:: Exercise data

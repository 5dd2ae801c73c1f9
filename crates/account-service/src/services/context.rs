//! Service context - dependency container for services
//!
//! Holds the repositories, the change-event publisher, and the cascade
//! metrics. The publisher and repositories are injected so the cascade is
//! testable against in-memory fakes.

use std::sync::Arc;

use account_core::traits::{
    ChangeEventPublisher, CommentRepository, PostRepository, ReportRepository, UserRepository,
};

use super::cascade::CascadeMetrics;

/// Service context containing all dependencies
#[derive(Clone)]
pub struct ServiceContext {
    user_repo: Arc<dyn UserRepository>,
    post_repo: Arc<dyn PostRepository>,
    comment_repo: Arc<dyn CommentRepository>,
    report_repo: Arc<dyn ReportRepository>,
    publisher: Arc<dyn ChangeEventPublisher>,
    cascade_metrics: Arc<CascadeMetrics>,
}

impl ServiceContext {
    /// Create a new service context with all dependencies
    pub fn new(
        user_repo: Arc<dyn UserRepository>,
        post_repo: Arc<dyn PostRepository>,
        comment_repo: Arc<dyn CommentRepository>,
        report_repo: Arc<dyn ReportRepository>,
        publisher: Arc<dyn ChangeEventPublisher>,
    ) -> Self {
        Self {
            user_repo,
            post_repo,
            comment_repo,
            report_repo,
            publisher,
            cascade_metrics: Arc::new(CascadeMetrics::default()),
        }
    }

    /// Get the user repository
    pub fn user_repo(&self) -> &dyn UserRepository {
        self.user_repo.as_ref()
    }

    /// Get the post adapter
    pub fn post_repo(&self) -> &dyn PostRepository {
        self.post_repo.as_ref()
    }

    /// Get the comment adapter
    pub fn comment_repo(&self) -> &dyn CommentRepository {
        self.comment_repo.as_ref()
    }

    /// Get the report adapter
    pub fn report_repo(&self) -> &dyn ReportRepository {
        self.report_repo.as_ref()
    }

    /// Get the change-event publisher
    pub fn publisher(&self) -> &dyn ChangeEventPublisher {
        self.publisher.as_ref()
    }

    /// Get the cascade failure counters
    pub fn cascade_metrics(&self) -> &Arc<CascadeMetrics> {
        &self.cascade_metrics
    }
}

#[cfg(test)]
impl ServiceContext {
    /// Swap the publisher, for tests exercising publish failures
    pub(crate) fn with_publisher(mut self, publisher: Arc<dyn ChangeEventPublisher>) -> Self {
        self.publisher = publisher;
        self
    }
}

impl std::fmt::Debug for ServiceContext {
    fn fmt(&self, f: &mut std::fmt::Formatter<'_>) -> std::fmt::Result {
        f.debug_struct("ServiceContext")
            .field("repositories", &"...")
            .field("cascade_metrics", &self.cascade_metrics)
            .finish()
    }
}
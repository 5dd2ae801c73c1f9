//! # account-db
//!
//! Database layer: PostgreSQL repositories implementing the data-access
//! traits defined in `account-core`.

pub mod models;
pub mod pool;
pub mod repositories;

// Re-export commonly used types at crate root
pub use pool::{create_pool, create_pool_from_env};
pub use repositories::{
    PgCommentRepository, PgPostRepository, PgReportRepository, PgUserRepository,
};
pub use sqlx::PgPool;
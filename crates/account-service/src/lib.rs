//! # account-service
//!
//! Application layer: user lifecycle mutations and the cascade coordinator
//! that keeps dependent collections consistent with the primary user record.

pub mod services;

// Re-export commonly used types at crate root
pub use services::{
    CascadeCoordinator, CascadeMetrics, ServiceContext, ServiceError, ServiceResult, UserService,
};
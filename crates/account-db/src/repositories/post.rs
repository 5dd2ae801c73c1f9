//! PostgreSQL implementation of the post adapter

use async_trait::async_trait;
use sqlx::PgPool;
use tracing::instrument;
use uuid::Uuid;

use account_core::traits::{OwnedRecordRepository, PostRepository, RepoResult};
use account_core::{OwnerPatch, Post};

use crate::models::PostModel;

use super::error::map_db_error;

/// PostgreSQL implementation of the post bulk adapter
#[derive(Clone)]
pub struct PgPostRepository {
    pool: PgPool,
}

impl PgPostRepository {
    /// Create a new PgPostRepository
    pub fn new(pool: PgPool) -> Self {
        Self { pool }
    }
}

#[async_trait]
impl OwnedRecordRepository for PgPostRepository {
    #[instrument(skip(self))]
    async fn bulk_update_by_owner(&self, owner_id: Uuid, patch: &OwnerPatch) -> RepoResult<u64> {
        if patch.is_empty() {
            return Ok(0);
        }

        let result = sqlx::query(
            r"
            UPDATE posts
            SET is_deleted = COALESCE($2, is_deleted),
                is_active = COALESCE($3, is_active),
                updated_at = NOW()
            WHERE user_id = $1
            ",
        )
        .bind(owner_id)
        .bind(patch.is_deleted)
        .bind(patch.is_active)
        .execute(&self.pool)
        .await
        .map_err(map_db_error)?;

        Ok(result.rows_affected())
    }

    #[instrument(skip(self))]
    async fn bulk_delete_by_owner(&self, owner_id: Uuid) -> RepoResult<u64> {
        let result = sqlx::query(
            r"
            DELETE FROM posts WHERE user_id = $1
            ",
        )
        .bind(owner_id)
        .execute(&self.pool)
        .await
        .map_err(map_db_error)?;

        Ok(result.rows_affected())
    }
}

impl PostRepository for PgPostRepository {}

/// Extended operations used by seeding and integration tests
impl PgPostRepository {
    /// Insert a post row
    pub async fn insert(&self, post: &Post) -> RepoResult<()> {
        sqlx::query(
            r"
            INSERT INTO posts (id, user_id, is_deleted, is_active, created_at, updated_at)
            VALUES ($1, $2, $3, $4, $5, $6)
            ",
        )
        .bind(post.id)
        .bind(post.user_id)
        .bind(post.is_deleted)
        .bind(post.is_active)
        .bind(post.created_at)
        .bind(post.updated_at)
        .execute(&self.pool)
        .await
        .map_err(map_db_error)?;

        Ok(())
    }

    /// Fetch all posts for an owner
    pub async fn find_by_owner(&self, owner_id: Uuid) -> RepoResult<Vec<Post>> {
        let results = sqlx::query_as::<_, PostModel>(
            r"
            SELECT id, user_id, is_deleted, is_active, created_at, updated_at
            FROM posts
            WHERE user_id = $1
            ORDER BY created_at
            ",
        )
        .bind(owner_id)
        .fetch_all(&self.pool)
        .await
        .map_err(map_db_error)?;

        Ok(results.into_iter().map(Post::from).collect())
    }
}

::::
:: Exercise data

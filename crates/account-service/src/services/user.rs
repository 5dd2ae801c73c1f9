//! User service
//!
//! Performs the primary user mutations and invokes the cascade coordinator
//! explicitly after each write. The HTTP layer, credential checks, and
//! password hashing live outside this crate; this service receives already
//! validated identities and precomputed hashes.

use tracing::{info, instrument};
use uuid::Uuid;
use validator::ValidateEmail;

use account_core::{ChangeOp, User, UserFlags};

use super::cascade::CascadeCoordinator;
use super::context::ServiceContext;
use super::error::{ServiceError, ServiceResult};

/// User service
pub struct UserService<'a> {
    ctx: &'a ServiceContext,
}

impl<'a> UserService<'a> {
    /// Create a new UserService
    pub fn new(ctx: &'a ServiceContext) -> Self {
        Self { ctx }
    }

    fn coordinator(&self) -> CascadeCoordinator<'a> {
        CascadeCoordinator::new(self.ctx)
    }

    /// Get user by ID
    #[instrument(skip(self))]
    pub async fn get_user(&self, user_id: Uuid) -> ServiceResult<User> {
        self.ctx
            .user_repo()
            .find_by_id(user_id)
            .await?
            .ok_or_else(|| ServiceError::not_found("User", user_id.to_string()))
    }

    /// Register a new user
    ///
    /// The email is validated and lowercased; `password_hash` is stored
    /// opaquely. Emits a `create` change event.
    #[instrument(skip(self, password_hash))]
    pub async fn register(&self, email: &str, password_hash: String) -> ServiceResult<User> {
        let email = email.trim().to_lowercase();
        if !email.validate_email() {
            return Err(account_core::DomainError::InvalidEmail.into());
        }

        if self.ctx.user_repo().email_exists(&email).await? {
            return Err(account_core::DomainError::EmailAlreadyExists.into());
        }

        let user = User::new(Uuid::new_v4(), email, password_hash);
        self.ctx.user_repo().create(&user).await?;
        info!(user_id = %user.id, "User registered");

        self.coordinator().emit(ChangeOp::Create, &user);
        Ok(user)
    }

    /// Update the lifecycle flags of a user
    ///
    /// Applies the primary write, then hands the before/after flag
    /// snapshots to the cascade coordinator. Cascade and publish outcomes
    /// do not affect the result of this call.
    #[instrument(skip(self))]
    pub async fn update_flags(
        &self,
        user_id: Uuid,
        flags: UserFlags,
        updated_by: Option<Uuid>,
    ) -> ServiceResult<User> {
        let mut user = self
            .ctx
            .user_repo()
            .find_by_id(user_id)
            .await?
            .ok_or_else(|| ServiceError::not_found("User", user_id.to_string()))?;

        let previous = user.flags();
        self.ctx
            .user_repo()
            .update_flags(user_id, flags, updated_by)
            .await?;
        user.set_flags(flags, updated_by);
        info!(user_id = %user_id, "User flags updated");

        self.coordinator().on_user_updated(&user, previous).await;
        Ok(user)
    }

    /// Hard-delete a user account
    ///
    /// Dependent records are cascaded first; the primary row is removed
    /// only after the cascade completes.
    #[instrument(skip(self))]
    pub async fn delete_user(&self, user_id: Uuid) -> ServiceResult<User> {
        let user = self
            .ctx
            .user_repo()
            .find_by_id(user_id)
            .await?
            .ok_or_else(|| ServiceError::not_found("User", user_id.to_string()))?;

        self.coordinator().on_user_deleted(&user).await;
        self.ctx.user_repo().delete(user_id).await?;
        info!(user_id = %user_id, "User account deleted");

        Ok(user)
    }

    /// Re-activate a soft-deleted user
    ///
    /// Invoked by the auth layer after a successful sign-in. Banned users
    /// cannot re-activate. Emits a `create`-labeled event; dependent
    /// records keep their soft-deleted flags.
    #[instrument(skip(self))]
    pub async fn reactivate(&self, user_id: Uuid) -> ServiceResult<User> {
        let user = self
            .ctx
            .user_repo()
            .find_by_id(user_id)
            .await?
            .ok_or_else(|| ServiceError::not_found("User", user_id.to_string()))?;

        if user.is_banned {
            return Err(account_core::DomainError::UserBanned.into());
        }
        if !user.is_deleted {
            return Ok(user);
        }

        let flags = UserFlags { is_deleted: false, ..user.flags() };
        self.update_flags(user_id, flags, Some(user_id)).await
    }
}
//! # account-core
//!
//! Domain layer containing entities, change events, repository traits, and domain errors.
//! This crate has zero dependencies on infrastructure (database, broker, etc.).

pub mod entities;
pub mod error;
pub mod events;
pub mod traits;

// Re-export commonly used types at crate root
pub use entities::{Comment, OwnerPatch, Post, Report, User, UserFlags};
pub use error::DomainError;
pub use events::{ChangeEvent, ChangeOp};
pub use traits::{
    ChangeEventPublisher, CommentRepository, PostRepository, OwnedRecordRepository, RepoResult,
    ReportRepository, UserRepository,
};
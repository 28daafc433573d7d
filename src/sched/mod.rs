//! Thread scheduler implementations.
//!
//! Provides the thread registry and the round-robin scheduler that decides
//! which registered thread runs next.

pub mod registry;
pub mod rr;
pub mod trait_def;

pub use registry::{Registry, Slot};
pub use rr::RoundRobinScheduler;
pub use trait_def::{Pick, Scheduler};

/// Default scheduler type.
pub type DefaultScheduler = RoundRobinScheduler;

::::

- _Task directions_
Only the lines that contain the word "layer" should be copied from the material.

- _Solution for this problem_
//! Database layer: PostgreSQL repositories implementing the data-access
//! Application layer: user lifecycle mutations and the cascade coordinator
//! explicitly after each write. The HTTP layer, credential checks, and
    /// Invoked by the auth layer after a successful sign-in. Banned users
//! Domain layer containing entities, change events, repository traits, and domain errors.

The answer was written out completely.